Kinect, as a piece of technology, really is incredible. It’s got voice, gesture and facial recognition capabilities, as well as depth sensing. It’s been used to scan and  build 3D models of rooms and even pretty much on the fly, made a Jedi lightsabre-battling robot possible  – and even created a virtual, augmented reality dressing room. As far as games go though, it’s pretty much been a dud.

Kinect’s perpetually-sunglassed creative director at Microsoft, Kudo Tsunoda, still believes that groundbreaking games utilising the hardware will come to fruition – when developers get their heads around the hardware. He says there’s so much more to extract from Kinect in its current iteration – and that Kinect 2 won’t be necessary for evolution.

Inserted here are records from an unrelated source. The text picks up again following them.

//! Named sections, e.g. `@section('title') ... @endsection`.
//!
//! Child templates fill sections, layouts print them with `@yield`.
//! Sections are kept for the whole layout chain of one render call.
use super::Error;

use std::collections::{HashMap, HashSet};

#[derive(Debug, Default, Clone)]
pub struct SectionStack {
    // Sections being captured, innermost last.
    open: Vec<String>,
    completed: HashMap<String, String>,
    // Sections completed while evaluating the current template.
    pass: HashSet<String>,
}

impl SectionStack {
    pub fn new() -> Self {
        Self::default()
    }

    /// Open a section.
    pub fn start(&mut self, name: &str) {
        self.open.push(name.to_string());
    }

    /// Close the innermost open section and return its name.
    pub fn end(&mut self) -> Result<String, Error> {
        self.open.pop().ok_or(Error::NoOpenSection)
    }

    /// Is any section open?
    pub fn is_open(&self) -> bool {
        !self.open.is_empty()
    }

    /// Store section content. Later content for the same name replaces earlier content.
    pub fn insert(&mut self, name: &str, content: String) {
        self.completed.insert(name.to_string(), content);
        self.pass.insert(name.to_string());
    }

    pub fn get(&self, name: &str) -> Option<&str> {
        self.completed.get(name).map(|content| content.as_str())
    }

    /// Content of a section, or the default if the section was never defined.
    pub fn yield_section(&self, name: &str, default: &str) -> String {
        self.get(name).unwrap_or(default).to_string()
    }

    /// Start evaluating another template in the layout chain.
    pub fn begin_pass(&mut self) {
        self.pass.clear();
    }

    /// Was the section completed by the template evaluated last?
    pub fn defined_in_pass(&self, name: &str) -> bool {
        self.pass.contains(name)
    }
}

#[cfg(test)]
mod test {
    use super::*;

    #[test]
    fn test_sections() -> Result<(), Error> {
        let mut sections = SectionStack::new();

        sections.start("outer");
        sections.start("inner");
        assert_eq!(sections.end()?, "inner");
        sections.insert("inner", "i".into());
        assert_eq!(sections.end()?, "outer");
        sections.insert("outer", "o".into());

        assert!(!sections.is_open());
        assert_eq!(sections.yield_section("inner", "default"), "i");
        assert_eq!(sections.yield_section("missing", "default"), "default");

        Ok(())
    }

    #[test]
    fn test_no_open_section() {
        let mut sections = SectionStack::new();
        assert!(matches!(sections.end(), Err(Error::NoOpenSection)));
    }

    #[test]
    fn test_passes() {
        let mut sections = SectionStack::new();

        sections.insert("content", "child".into());
        assert!(sections.defined_in_pass("content"));

        sections.begin_pass();
        assert!(!sections.defined_in_pass("content"));
        assert_eq!(sections.get("content"), Some("child"));
    }
}
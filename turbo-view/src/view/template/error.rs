use super::{Token, TokenWithContext};
use thiserror::Error;

use std::path::Path;

#[derive(Error, Debug)]
pub enum Error {
    #[error("syntax error")]
    Syntax(TokenWithContext),

    #[error("expression syntax error")]
    ExpressionSyntax(TokenWithContext),

    #[error("expected token \"{1:?}\", but have token \"{0}\" instead")]
    WrongToken(TokenWithContext, Token),

    #[error("reached end of file while performing \"{0}\", did you forget a closing tag?")]
    Eof(&'static str),

    #[error("variable \"{0}\" is not defined or in scope")]
    UndefinedVariable(String),

    #[error("method \"{0}\" is not defined on {1}")]
    UnknownMethod(String, &'static str),

    #[error("template \"{0}\" does not exist")]
    TemplateDoesNotExist(String),

    #[error("cannot end a section, no section is open")]
    NoOpenSection,

    #[error("section and cache blocks are not closed in the order they were opened")]
    UnbalancedCapture,

    #[error("block \"{0}\" was opened but never closed")]
    Unclosed(&'static str),

    #[error("layouts and partials are nested too deeply while rendering \"{0}\"")]
    LayoutTooDeep(String),

    #[error("{0}")]
    Runtime(String),

    #[error("serialization error")]
    SerializationError,

    #[error("io error: {0}")]
    Io(#[from] std::io::Error),

    #[error("failed to format a timestamp correctly, error: \"{0}\"")]
    TimeFormatError(#[from] time::error::Format),

    /// An error shown with the template it happened in.
    #[error("{message}")]
    Pretty {
        message: String,
        #[source]
        error: Box<Error>,
    },
}

impl Error {
    /// Render the error with the offending line of source underlined.
    pub fn pretty(self, source: &str, path: Option<impl AsRef<Path> + Copy>) -> Self {
        let token = match self {
            Error::Syntax(ref token) => token,
            Error::ExpressionSyntax(ref token) => token,
            Error::WrongToken(ref token, _) => token,
            Error::Pretty { .. } => return self,
            _ => {
                if let Some(path) = path {
                    let prefix = "---> ";
                    let message = format!(
                        "{}{}\n\n{}{}",
                        prefix,
                        path.as_ref().display(),
                        " ".repeat(prefix.len()),
                        self
                    );
                    return self.wrap(message);
                } else {
                    return self;
                }
            }
        };

        let error_msg = match self {
            Error::Syntax(_) => "syntax error",
            Error::ExpressionSyntax(_) => "expression syntax error",
            Error::WrongToken(_, _) => "unexpected token",
            _ => "",
        };

        let context = source.lines().nth(std::cmp::max(1, token.line()) - 1); // lines start at 0
        let leading_spaces = if let Some(context) = context {
            context.len() - context.trim_start().len()
        } else {
            0
        };

        let underline = " ".repeat(std::cmp::max(
            0,
            token.column() as i64 - token.token().len() as i64 + 1 - leading_spaces as i64,
        ) as usize)
            + &format!("^ {}", error_msg);

        let line_number = format!("{} | ", token.line());
        let underline_offset = " ".repeat(token.line().to_string().len()) + " | ";

        let path = if let Some(path) = path {
            format!(
                "---> {}:{}:{}\n\n",
                path.as_ref().display(),
                token.line(),
                token.column()
            )
        } else {
            "".to_string()
        };

        if let Some(context) = context {
            let message = format!(
                "{}{}\n{}{}\n{}{}",
                path,
                underline_offset,
                line_number,
                context.trim(),
                underline_offset,
                underline
            );
            self.wrap(message)
        } else {
            self
        }
    }

    /// The error without the template it happened in, e.g. to match on it.
    pub fn inner(&self) -> &Error {
        match self {
            Error::Pretty { error, .. } => error.inner(),
            error => error,
        }
    }

    fn wrap(self, message: String) -> Self {
        Error::Pretty {
            message,
            error: Box::new(self),
        }
    }
}

#[cfg(test)]
mod test {
    use super::*;

    #[test]
    fn test_underline() {
        let token = TokenWithContext::new(Token::If, 1, 4);
        let error = Error::Syntax(token);
        let pretty = error.pretty(
            "<% if apples %>
    <% if oranges are blue %>
",
            None::<&str>,
        );

        assert_eq!(
            pretty.to_string(),
            "  | \n1 | <% if apples %>\n  |    ^ syntax error"
        );
    }

    #[test]
    fn test_pretty_runtime_error() {
        let error = Error::UndefinedVariable("user".into()).pretty("", Some("views/home.html"));

        assert_eq!(
            error.to_string(),
            "---> views/home.html\n\n     variable \"user\" is not defined or in scope"
        );
        assert!(matches!(error.inner(), Error::UndefinedVariable(name) if name == "user"));
        assert!(std::error::Error::source(&error).is_some());
    }
}
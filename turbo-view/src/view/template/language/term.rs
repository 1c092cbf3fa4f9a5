//! Expression term, a single entity in an expression.
use super::super::{
    lexer::{Token, Value},
    Context,
};
use crate::view::template::error::Error;

/// Expression term.
#[derive(Debug, Clone, PartialEq)]
pub enum Term {
    Constant(Value),
    Variable(String),
}

impl Term {
    /// Convert a token into a term. If the token isn't a term, return `None`.
    pub fn from_token(token: Token) -> Option<Self> {
        Option::<Self>::from(token)
    }

    /// Create a constant term from a value. Constant terms are evaluated to the value.
    pub fn constant(value: Value) -> Self {
        Term::Constant(value)
    }

    /// Create a variable term. The term requires a context to be evaluated.
    pub fn variable(name: String) -> Self {
        Term::Variable(name)
    }

    /// Evaluate the term given the context.
    pub fn evaluate(&self, context: &Context) -> Result<Value, Error> {
        match self {
            Term::Constant(value) => Ok(value.clone()),
            Term::Variable(name) => context
                .get(name)
                .ok_or_else(|| Error::UndefinedVariable(name.clone())),
        }
    }

    /// Get the term name, i.e. what it's called in the code.
    /// Constant terms don't have names.
    pub fn name(&self) -> &str {
        match self {
            Term::Variable(name) => name,
            Term::Constant(_) => "",
        }
    }
}

impl From<Token> for Option<Term> {
    fn from(token: Token) -> Option<Term> {
        Some(match token {
            Token::Variable(name) => Term::Variable(name),
            Token::Value(value) => Term::Constant(value),
            _ => return None,
        })
    }
}

#[cfg(test)]
mod test {
    use super::*;
    use crate::view::template::Lexer;

    #[test]
    fn test_terms() -> Result<(), Error> {
        let tokens = Lexer::new("<% 1 %>").tokens()?;
        let integer = Term::from_token(tokens[1].token());
        assert_eq!(
            integer.expect("integer").evaluate(&Context::default())?,
            Value::Integer(1)
        );

        let tokens = Lexer::new(r#"<% "string" %>"#).tokens()?;
        let string = Term::from_token(tokens[1].token());
        assert_eq!(
            string.expect("string").evaluate(&Context::default())?,
            Value::String("string".into())
        );

        let tokens = Lexer::new("<% 1.54 %>").tokens()?;
        let float = Term::from_token(tokens[1].token());
        assert_eq!(
            float.expect("float").evaluate(&Context::default())?,
            Value::Float(1.54)
        );

        let tokens = Lexer::new("<% $variable %>").tokens()?;
        let variable = Term::from_token(tokens[1].token()).expect("variable");
        let context = Context::try_from([("variable", "test")])?;
        assert_eq!(variable.name(), "variable");
        assert_eq!(variable.evaluate(&context)?, Value::String("test".into()));
        assert!(matches!(
            variable.evaluate(&Context::new()),
            Err(Error::UndefinedVariable(_))
        ));

        Ok(())
    }
}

“I think that waiting for the next big thing isn’t about waiting for the Kinect 2, he said in an interview with Venturebeat. “It’s more about all the great invention that can be done in software without having to go out and spend money on a new device.”  “I do think that the next evolution of the experience will come as developers get better and better at working with Kinect. I think right now we’re in an area where you’re going to start seeing some amazing Kinect experiences based on things like using voice or using full body or using identity. And then I think going forward you’re going to see a lot more people really blending all of the different features of Kinect together to build some really rich and immersive new types of experiences,” he added.

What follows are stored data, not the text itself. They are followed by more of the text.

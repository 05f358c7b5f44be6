//! Property tests for the universally-quantified invariants: `ts_mean`'s
//! windowed average, `rank`'s range and multiset preservation, `delay`'s
//! identity/composition laws, `sdiv`'s totality, the parser's pretty-print
//! round-trip, and scalar/vectorized parity.

use std::sync::Once;

use chrono::NaiveDate;
use proptest::prelude::*;

use alpha_eval::test_support::SyntheticBundle;
use alpha_eval::value::{FieldBundle, PanelValue, ScalarValue};
use alpha_eval::{eval_panel, eval_scalar};
use alpha_parse::{parse, pretty_print};

static INIT: Once = Once::new();

fn bundle_with_returns(seed: u64, n_days: usize) -> FieldBundle {
    INIT.call_once(alpha_eval::function_registry::init);
    let start = NaiveDate::from_ymd_opt(2024, 1, 1).unwrap();
    SyntheticBundle::new(seed, start, n_days, &["A", "B", "C"])
        .with_gaussian_field("returns", 0.0, 0.01)
        .build()
}

proptest! {
    /// `ts_mean(returns, n)` at any valid date equals the manual average of
    /// the last `min(n, date_idx + 1)` samples.
    #[test]
    fn ts_mean_matches_windowed_average(seed in 0u64..50, n in 1usize..8, date_offset in 0usize..20) {
        let bundle = bundle_with_returns(seed, 25);
        let date_idx = date_offset % bundle.dates.len();
        let ast = parse(&format!("ts_mean(returns, {n})")).unwrap();
        let returns = bundle.field("returns").unwrap();

        let values = match eval_scalar(&bundle, date_idx, &ast).unwrap() {
            ScalarValue::CrossSection(cs) => cs.values,
            ScalarValue::Scalar(_) => unreachable!(),
        };
        for (sym, value) in values.iter().enumerate() {
            let lo = date_idx.saturating_sub(n - 1);
            let expected: f64 = (lo..=date_idx).map(|t| returns.row(t)[sym]).sum::<f64>()
                / (date_idx - lo + 1) as f64;
            prop_assert!((value - expected).abs() < 1e-9);
        }
    }

    /// `rank` never leaves `[0, 1]` and preserves the set of input symbols.
    #[test]
    fn rank_stays_in_unit_interval(seed in 0u64..50, date_offset in 0usize..20) {
        let bundle = bundle_with_returns(seed, 20);
        let date_idx = date_offset % bundle.dates.len();
        let ast = parse("rank(returns)").unwrap();
        let before = match eval_scalar(&bundle, date_idx, &parse("returns").unwrap()).unwrap() {
            ScalarValue::CrossSection(cs) => cs.symbols,
            ScalarValue::Scalar(_) => unreachable!(),
        };
        let ranked = match eval_scalar(&bundle, date_idx, &ast).unwrap() {
            ScalarValue::CrossSection(cs) => cs,
            ScalarValue::Scalar(_) => unreachable!(),
        };
        prop_assert_eq!(ranked.symbols.as_ref(), before.as_ref());
        for v in &ranked.values {
            prop_assert!(*v >= 0.0 - 1e-12 && *v <= 1.0 + 1e-12);
        }
    }

    /// `delay(returns, 0)` is the identity, and delaying twice composes:
    /// `delay(delay(returns, a), b) == delay(returns, a + b)` wherever both
    /// sides have enough history to be defined.
    #[test]
    fn delay_identity_and_composition(seed in 0u64..50, a in 0usize..5, b in 0usize..5) {
        let bundle = bundle_with_returns(seed, 25);
        let identity = parse("delay(returns, 0)").unwrap();
        let plain = parse("returns").unwrap();

        for date_idx in 0..bundle.dates.len() {
            let id_val = match eval_scalar(&bundle, date_idx, &identity).unwrap() {
                ScalarValue::CrossSection(cs) => cs.values,
                ScalarValue::Scalar(_) => unreachable!(),
            };
            let plain_val = match eval_scalar(&bundle, date_idx, &plain).unwrap() {
                ScalarValue::CrossSection(cs) => cs.values,
                ScalarValue::Scalar(_) => unreachable!(),
            };
            for (x, y) in id_val.iter().zip(plain_val.iter()) {
                prop_assert!((x - y).abs() < 1e-12);
            }
        }

        let composed = parse(&format!("delay(delay(returns, {a}), {b})")).unwrap();
        let direct = parse(&format!("delay(returns, {})", a + b)).unwrap();
        for date_idx in 0..bundle.dates.len() {
            let composed_val = match eval_scalar(&bundle, date_idx, &composed) {
                Ok(ScalarValue::CrossSection(cs)) => cs.values,
                Ok(ScalarValue::Scalar(_)) => unreachable!(),
                Err(_) => continue,
            };
            let direct_val = match eval_scalar(&bundle, date_idx, &direct) {
                Ok(ScalarValue::CrossSection(cs)) => cs.values,
                Ok(ScalarValue::Scalar(_)) => unreachable!(),
                Err(_) => continue,
            };
            for (x, y) in composed_val.iter().zip(direct_val.iter()) {
                if x.is_nan() && y.is_nan() {
                    continue;
                }
                prop_assert!((x - y).abs() < 1e-9);
            }
        }
    }

    /// `sdiv` is total: it never panics and never produces NaN/inf from a
    /// zero or NaN denominator.
    #[test]
    fn sdiv_is_total(a in -1e6f64..1e6, b in -1e6f64..1e6) {
        let bundle = bundle_with_returns(0, 5);
        let ast = parse(&format!("sdiv({a}, {b})")).unwrap();
        let result = match eval_scalar(&bundle, 0, &ast).unwrap() {
            ScalarValue::Scalar(x) => x,
            ScalarValue::CrossSection(_) => unreachable!(),
        };
        if b == 0.0 {
            prop_assert_eq!(result, 0.0);
        } else {
            prop_assert!(result.is_finite());
        }
    }

    /// Pretty-printing an AST and re-parsing it yields an AST whose
    /// pretty-print is a fixed point (idempotent round trip through the
    /// fully-parenthesized printer).
    #[test]
    fn pretty_print_round_trips(a in -100.0f64..100.0, b in -100.0f64..100.0, n in 1usize..10) {
        let expr = format!("ts_mean(returns, {n}) + {a} * {b}");
        let ast = parse(&expr).unwrap();
        let printed_once = pretty_print(&ast);
        let reparsed = parse(&printed_once).unwrap();
        let printed_twice = pretty_print(&reparsed);
        prop_assert_eq!(printed_once, printed_twice);
    }

    /// The scalar and vectorized evaluators agree at every date, within
    /// floating-point tolerance, for a representative composed expression.
    #[test]
    fn scalar_vectorized_parity(seed in 0u64..30) {
        let bundle = bundle_with_returns(seed, 25);
        let ast = parse("zscore(ts_std(returns, 5))").unwrap();
        let panel = match eval_panel(&bundle, &ast).unwrap() {
            PanelValue::Panel(p) => p,
            PanelValue::Scalar(_) => unreachable!(),
        };
        for date_idx in 0..bundle.dates.len() {
            let scalar_row = match eval_scalar(&bundle, date_idx, &ast).unwrap() {
                ScalarValue::CrossSection(cs) => cs.values,
                ScalarValue::Scalar(x) => vec![x; bundle.symbols.len()],
            };
            for (x, y) in scalar_row.iter().zip(panel.row(date_idx).iter()) {
                if x.is_nan() && y.is_nan() {
                    continue;
                }
                prop_assert!((x - y).abs() < 1e-6);
            }
        }
    }
}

Focus, he says, should be put on using Kinect’s features to augment and compliment existing game genres.

“One of the things that we’re super excited about is how you can use a combination of facial detection, motion detection, voice recognition, and tone of voice recognition to allow somebody to participate in a narrative like an actual character inside the scene. So much of how you communicate is through body language and tone of voice, and being able to incorporate those things into an interaction with a digital character is stuff that only Kinect can do,” he said. “I think that’s why you see Kinect branching off into all different genres of games now. It’s because developers are able to do more with the technology as they’ve become more experienced in working with it.”

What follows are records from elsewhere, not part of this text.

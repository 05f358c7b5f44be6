//! Evaluation-time error taxonomy shared by the scalar and vectorized
//! evaluators.
//!
//! Parse-time failures (`alpha_parse::ParseError`) are a separate type —
//! they are produced before any evaluator runs and never need field/date/
//! arity context. This type is produced only once evaluation starts.

use std::fmt;

/// Allowed-arity description attached to `ArityError`.
#[derive(Debug, Clone, PartialEq, Eq, Hash)]
#[cfg_attr(feature = "serde", derive(serde::Serialize, serde::Deserialize))]
pub enum Arity {
    Exact(usize),
    Range(usize, usize),
    AtLeast(usize),
}

impl fmt::Display for Arity {
    fn fmt(&self, f: &mut fmt::Formatter<'_>) -> fmt::Result {
        match self {
            Self::Exact(n) => write!(f, "{n}"),
            Self::Range(lo, hi) => write!(f, "{lo}..={hi}"),
            Self::AtLeast(n) => write!(f, "at least {n}"),
        }
    }
}

#[derive(Debug, Clone, PartialEq)]
#[cfg_attr(feature = "serde", derive(serde::Serialize, serde::Deserialize))]
pub enum AlphaError {
    /// A `Name` node referenced a field not present in the bundle.
    UnknownFieldError { name: String },
    /// A `Call` node referenced a function not present in the registry.
    UnknownFunctionError { name: String },
    /// A `Call` node supplied an argument count outside the function's
    /// declared arity.
    ArityError {
        name: String,
        got: usize,
        allowed: Arity,
    },
    /// The scalar evaluator was asked to evaluate at a date absent from a
    /// referenced field's index.
    UnknownDateError { date: String, field: String },
    /// A cross-sectional or time-series function received a `CrossSection`
    /// with no field tag (spec §3's side-channel requirement).
    MissingFieldTagError,
    /// The vectorized evaluator has no closed-form panel kernel for this
    /// function; callers fall back to the per-date scalar evaluator.
    UnsupportedVectorized { name: String },
    /// An operator or function received a value kind it cannot operate on
    /// (e.g. a cross-sectional function applied to a bare `Scalar`).
    TypeMismatchError { message: String },
}

impl fmt::Display for AlphaError {
    fn fmt(&self, f: &mut fmt::Formatter<'_>) -> fmt::Result {
        match self {
            Self::UnknownFieldError { name } => write!(f, "unknown field '{name}'"),
            Self::UnknownFunctionError { name } => write!(f, "unknown function '{name}'"),
            Self::ArityError { name, got, allowed } => write!(
                f,
                "'{name}' expects {allowed} argument(s), got {got}"
            ),
            Self::UnknownDateError { date, field } => {
                write!(f, "date '{date}' not present in field '{field}'")
            }
            Self::MissingFieldTagError => {
                write!(f, "cross-section carries no field tag")
            }
            Self::UnsupportedVectorized { name } => {
                write!(f, "'{name}' has no vectorized kernel")
            }
            Self::TypeMismatchError { message } => write!(f, "type mismatch: {message}"),
        }
    }
}

impl std::error::Error for AlphaError {}
//! Cross-sectional kernels: operate row-wise, across symbols at one date.

use alpha_common::{AlphaError, Arity, FuncKind, FuncSpec};

use crate::engine::scalar::ScalarCtx;
use crate::function::{FuncEntry, PanelArg, ScalarFn, VectorizedFn};
use crate::function_registry::register;
use crate::value::{CrossSection, Panel, ScalarValue};

fn cross_section_arg(args: &[ScalarValue], idx: usize, name: &str) -> Result<Vec<f64>, AlphaError> {
    match args.get(idx) {
        Some(ScalarValue::CrossSection(cs)) => Ok(cs.values.clone()),
        Some(ScalarValue::Scalar(_)) => Err(AlphaError::TypeMismatchError {
            message: format!("{name} expects a per-symbol value, got a scalar"),
        }),
        None => Err(AlphaError::TypeMismatchError {
            message: format!("{name} missing argument {idx}"),
        }),
    }
}

/// pandas-style `rank(pct=True)` with average ties: `pct = avg_rank / count`.
fn rank_row(row: &[f64]) -> Vec<f64> {
    let count = row.iter().filter(|x| !x.is_nan()).count() as f64;
    row.iter()
        .map(|x| {
            if x.is_nan() {
                return f64::NAN;
            }
            let less = row.iter().filter(|y| !y.is_nan() && **y < *x).count() as f64;
            let equal = row.iter().filter(|y| !y.is_nan() && **y == *x).count() as f64;
            let avg_rank = less + (equal + 1.0) / 2.0;
            avg_rank / count
        })
        .collect()
}

fn zscore_row(row: &[f64]) -> Vec<f64> {
    let present: Vec<f64> = row.iter().copied().filter(|x| !x.is_nan()).collect();
    if present.len() < 2 {
        return row.iter().map(|_| f64::NAN).collect();
    }
    let mean = present.iter().sum::<f64>() / present.len() as f64;
    let var =
        present.iter().map(|x| (x - mean).powi(2)).sum::<f64>() / (present.len() as f64 - 1.0);
    let std = var.sqrt();
    row.iter()
        .map(|x| {
            if x.is_nan() {
                f64::NAN
            } else if std == 0.0 {
                f64::NAN
            } else {
                (x - mean) / std
            }
        })
        .collect()
}

fn scale_row(row: &[f64], a: f64) -> Vec<f64> {
    let denom: f64 = row.iter().filter(|x| !x.is_nan()).map(|x| x.abs()).sum();
    row.iter()
        .map(|x| {
            if x.is_nan() {
                f64::NAN
            } else if denom == 0.0 {
                f64::NAN
            } else {
                x * (a / denom)
            }
        })
        .collect()
}

macro_rules! cs_kernel {
    ($scalar_ty:ident, $vec_ty:ident, $name:literal, $row_fn:expr) => {
        struct $scalar_ty;
        impl ScalarFn for $scalar_ty {
            fn eval_scalar(
                &self,
                _ctx: &ScalarCtx,
                args: &[ScalarValue],
            ) -> Result<ScalarValue, AlphaError> {
                let row = cross_section_arg(args, 0, $name)?;
                let symbols = match &args[0] {
                    ScalarValue::CrossSection(cs) => cs.symbols.clone(),
                    _ => unreachable!(),
                };
                let f: fn(&[f64]) -> Vec<f64> = $row_fn;
                Ok(ScalarValue::CrossSection(CrossSection::new(
                    symbols,
                    f(&row),
                )))
            }
        }

        struct $vec_ty;
        impl VectorizedFn for $vec_ty {
            fn eval_panel(&self, args: &[PanelArg]) -> Result<Panel, AlphaError> {
                let panel = match args.first() {
                    Some(PanelArg::Panel(p, _)) => *p,
                    _ => {
                        return Err(AlphaError::TypeMismatchError {
                            message: format!("{} expects a panel argument", $name),
                        });
                    }
                };
                let f: fn(&[f64]) -> Vec<f64> = $row_fn;
                let rows = panel.rows().iter().map(|row| f(row)).collect();
                Ok(Panel::new(panel.dates.clone(), panel.symbols.clone(), rows))
            }
        }
    };
}

cs_kernel!(RankScalar, RankVectorized, "rank", rank_row);
cs_kernel!(ZscoreScalar, ZscoreVectorized, "zscore", zscore_row);

struct ScaleScalar;
impl ScalarFn for ScaleScalar {
    fn eval_scalar(&self, _ctx: &ScalarCtx, args: &[ScalarValue]) -> Result<ScalarValue, AlphaError> {
        let row = cross_section_arg(args, 0, "scale")?;
        let symbols = match &args[0] {
            ScalarValue::CrossSection(cs) => cs.symbols.clone(),
            _ => unreachable!(),
        };
        let a = match args.get(1) {
            Some(ScalarValue::Scalar(v)) => *v,
            None => 1.0,
            _ => {
                return Err(AlphaError::TypeMismatchError {
                    message: "scale's target argument must be a scalar".into(),
                });
            }
        };
        Ok(ScalarValue::CrossSection(CrossSection::new(
            symbols,
            scale_row(&row, a),
        )))
    }
}

struct ScaleVectorized;
impl VectorizedFn for ScaleVectorized {
    fn eval_panel(&self, args: &[PanelArg]) -> Result<Panel, AlphaError> {
        let panel = match args.first() {
            Some(PanelArg::Panel(p, _)) => *p,
            _ => {
                return Err(AlphaError::TypeMismatchError {
                    message: "scale expects a panel argument".into(),
                });
            }
        };
        let a = match args.get(1) {
            Some(PanelArg::Scalar(v)) => *v,
            None => 1.0,
            _ => {
                return Err(AlphaError::TypeMismatchError {
                    message: "scale's target argument must be a scalar".into(),
                });
            }
        };
        let rows = panel.rows().iter().map(|row| scale_row(row, a)).collect();
        Ok(Panel::new(panel.dates.clone(), panel.symbols.clone(), rows))
    }
}

pub fn register_builtins() {
    register(FuncEntry {
        spec: FuncSpec::new("rank", Arity::Exact(1), FuncKind::Cs, "cross-sectional percentile rank"),
        scalar: Box::new(RankScalar),
        vectorized: Box::new(RankVectorized),
    });
    register(FuncEntry {
        spec: FuncSpec::new("zscore", Arity::Exact(1), FuncKind::Cs, "cross-sectional z-score"),
        scalar: Box::new(ZscoreScalar),
        vectorized: Box::new(ZscoreVectorized),
    });
    register(FuncEntry {
        spec: FuncSpec::new(
            "scale",
            Arity::Range(1, 2),
            FuncKind::Cs,
            "scale to target L1 norm",
        ),
        scalar: Box::new(ScaleScalar),
        vectorized: Box::new(ScaleVectorized),
    });
}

“It’s not where you have to wait for Kinect 2 for something to be different as much as the more that we’re able to play with Kinect and update Kinect over time, all of the capabilities in all different types of scenarios, we’re going to keep pushing. I think that, again, it means both the evolution of existing features as well as the invention of new ones,” he said.

I lost my enthusiasm for Kinect not long after the device’s release; when it became clear that all we’d be getting is the same sort of shovelware that populated the Wii’s library early in its life. that said, I’m intrigued by Capcom and FROM Software’s new Steel Battalion, which uses Kinect in tandem with a regular controller.